Pham Doan Trang Trial Postponed as International Observers Condemn Her Detention

Authorities in Vietnam have announced that the trial of Pham Doan Trang has been delayed after a member of the prosecution contracted COVID-19, just a day after the United Nations Working Group on Arbitrary Detention (UNWGAD) called for her immediate and unconditional release. In a statement released on October 25, the group accused the government of arbitrarily detaining the pro-democracy activist due to her work as an independent journalist and human rights defender.

The UNWGAD accused the Vietnamese government of a plethora of human rights violations, calling for an independent investigation into the circumstances of her arrest, and “appropriate measures against those responsible for the violation of her rights.” The group also declared that law used to charge Trang is too vague and is thus “incompatible with the right to freedom of expression guaranteed under the Universal Declaration of Human Rights.”

Trang, a former-state journalist turned pro-democracy advocate, had long been a thorn in the side of the Vietnamese authorities before her arrest in October 2020. Trang was dismissed from her role at VietnamNet in 2009, after being accused of printing t-shirts in opposition to the establishment of Bauxite mines in the Central Highlands. Three years later, she was arrested after attending an anti-China protest in Hanoi. In 2014, disillusioned with state media, she founded Luat Khoa Magazine, an online publication dedicated to the independent analysis of law, politics and human rights in Vietnam.

In May 2016, Trang was detained by police while travelling to Hanoi to meet President Obama to discuss human rights with other civil society activists. In 2018, she was hospitalized after being assaulted by plain clothes police officers who suspected she was distributing copies of her pro-democracy manifesto, Politics for the Common People. Despite this, Trang continued to publish books and articles which criticized the government, while promoting democracy and civil society activism.

Shortly after announcing the release of an updated report into the Dong Tam land dispute violence, which left three police officers and one village elder dead in January 2020, Trang was arrested in Ho Chi Minh City on October 6, 2020. The UNWGAD alleges that there is credible evidence that she was arrested arbitrarily, as at the time of her arrest she was not informed of the charges against her. The statement also criticized the Vietnamese authorities for detaining her incommunicado. Only on October 19, 2021, over a year after her arrest, was she allowed to meet with her lawyer for the first time.

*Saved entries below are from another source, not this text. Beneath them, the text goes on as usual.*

//! Policy references of an object and the overlays used to edit them.

use super::DirectoryObject;
use crate::error::{Result, UdmError};
use crate::policy;
use tracing::debug;

impl DirectoryObject {
    /// DNs of the policies this object references.
    pub fn policies(&self) -> &[String] {
        &self.policies
    }

    pub fn set_policies(&mut self, references: Vec<String>) {
        self.policies = references;
    }

    pub fn add_policy_reference(&mut self, policy_dn: &str) {
        if !self.policies.iter().any(|p| crate::dn::compare(p, policy_dn)) {
            self.policies.push(policy_dn.to_string());
        }
    }

    pub fn remove_policy_reference(&mut self, policy_dn: &str) {
        self.policies.retain(|p| !crate::dn::compare(p, policy_dn));
    }

    /// Policy overlay of type `policy_type` for this object.
    ///
    /// If the object references a policy of that type, the overlay is a
    /// copy of it; otherwise a fresh policy named after this object. Either
    /// way it shows the values in effect here, and is written as a new
    /// policy when changed.
    pub fn load_policy_object(&mut self, policy_type: &str) -> Result<&mut DirectoryObject> {
        if !self.policy_objects.contains_key(policy_type) {
            let overlay = self.build_policy_overlay(policy_type)?;
            self.policy_objects.insert(policy_type.to_string(), overlay);
        }
        self.policy_objects
            .get_mut(policy_type)
            .ok_or_else(|| UdmError::NotFound(policy_type.to_string()))
    }

    fn build_policy_overlay(&self, policy_type: &str) -> Result<DirectoryObject> {
        let object_type = self.ctx.object_type(policy_type)?;
        if !object_type.is_policy() {
            return Err(UdmError::InvalidOperation(format!(
                "{} is not a policy type",
                policy_type
            )));
        }
        for reference in &self.policies {
            let Some(found) = self.ctx.identify(reference)? else {
                continue;
            };
            if found.name == policy_type {
                debug!(policy = %reference, "cloning referenced policy");
                let mut overlay = DirectoryObject::load(self.ctx.clone(), object_type, reference)?;
                policy::clone_for(&mut overlay, self);
                return Ok(overlay);
            }
        }
        let position = self.policy_position(&object_type.default_containers);
        let mut overlay = DirectoryObject::new(self.ctx.clone(), object_type, &position)?;
        policy::attach(&mut overlay, self);
        Ok(overlay)
    }

    fn policy_position(&self, containers: &[&str]) -> String {
        let base = self.ctx.directory.base();
        for container in containers {
            let candidate = format!("{},{}", container, base);
            if matches!(self.ctx.directory.get(&candidate), Ok(Some(_))) {
                return candidate;
            }
        }
        base
    }

    /// Write every changed policy overlay as a policy of its own and point
    /// this object at it instead of the policy it replaced.
    pub fn update_policies(&mut self) -> Result<()> {
        let types: Vec<String> = self.policy_objects.keys().cloned().collect();
        for policy_type in types {
            let Some(mut overlay) = self.policy_objects.remove(&policy_type) else {
                continue;
            };
            if !policy::has_changes(&overlay) {
                self.policy_objects.insert(policy_type, overlay);
                continue;
            }
            let created = overlay.create();
            self.messages.append(&mut overlay.messages);
            match created {
                // the next load clones the policy just written
                Ok(policy_dn) => self.replace_policy_reference(&policy_type, &policy_dn)?,
                Err(e) => {
                    self.policy_objects.insert(policy_type, overlay);
                    return Err(e);
                }
            }
        }
        Ok(())
    }

    fn replace_policy_reference(&mut self, policy_type: &str, policy_dn: &str) -> Result<()> {
        let mut kept = Vec::new();
        for reference in std::mem::take(&mut self.policies) {
            let same_type = self
                .ctx
                .identify(&reference)?
                .map(|t| t.name == policy_type)
                .unwrap_or(false);
            if !same_type {
                kept.push(reference);
            }
        }
        kept.push(policy_dn.to_string());
        self.policies = kept;
        Ok(())
    }

    /// Resolve the policy values in effect for this policy overlay.
    /// `faked` replaces the referring object's own references.
    pub fn policy_result(&mut self, faked: &[String]) -> Result<()> {
        policy::policy_result(self, faked)
    }

    /// Policy values per property of this overlay and whether each is fixed.
    pub fn fixed_attributes(&mut self) -> Result<std::collections::BTreeMap<String, bool>> {
        policy::fixed_attributes(self)
    }

    /// Policy values per property of this overlay and whether each is blank.
    pub fn empty_attributes(&mut self) -> Result<std::collections::BTreeMap<String, bool>> {
        policy::empty_attributes(self)
    }
}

In a damning assessment of Vietnam’s human rights record, the statement also identified a trend of “systemic” arbitrary detention, which if continued “may amount to a serious violation of human rights law.” While the government denied that Trang was targeted for her political activism, the working group pointed to an “apparent pattern in Vietnam of harassing and detaining human rights defenders for their work.”

UNWGAD also criticized the legal justification for her arrest. The statement criticized Article 117 of the 2015 Criminal Code, which criminalizes speech and writing deemed to be hostile to the state, for being “so vague that it is impossible to invoke a legal basis for her detention.” The law stands accused of containing “overly broad language” as it provides no clarification on what constitutes material that opposes or defames the government. Worryingly, 12 activists and online commenters in Vietnam have been arrested and charged using this law in 2021 alone.

To be clear, it is worth pointing out that the Article 117 charge against Trang has since been dropped in favor of the law’s predecessor from the 1999 Criminal Code, Article 88. This is because the bulk of the evidence against Trang predates January 1, 2018, when the 2015 Criminal Code took effect. The two laws are almost identical, however.

On October 25, 28 human rights and freedom of expression organizations released a joint statement calling for the immediate and unconditional release of Trang ahead of her original trial date on November 4, 2021. It is not yet clear if the postponement of the trial is a response to the statement, or if the outcome of the trial will be affected, but those hoping for leniency from the Vietnamese government may well be disappointed. She faces up to 12 years in prison if she is found guilty. In January 2021, three members of the Independent Journalists Association of Vietnam, facing similar charges, received prison sentences ranging between 11 and 15 years for writing articles deemed to be opposing the state.

Worryingly, Vietnam is likely to soon take a seat on the UN Human Rights Council, after announcing its intention to stand as a candidate for the 2023-2025 term earlier this year. If Vietnam is serious about its commitment to human rights, it need not wait until 2023 to start taking action. Releasing Pham Doan Trang would be a good place to start. Repealing the law against anti-state propaganda would be an excellent one.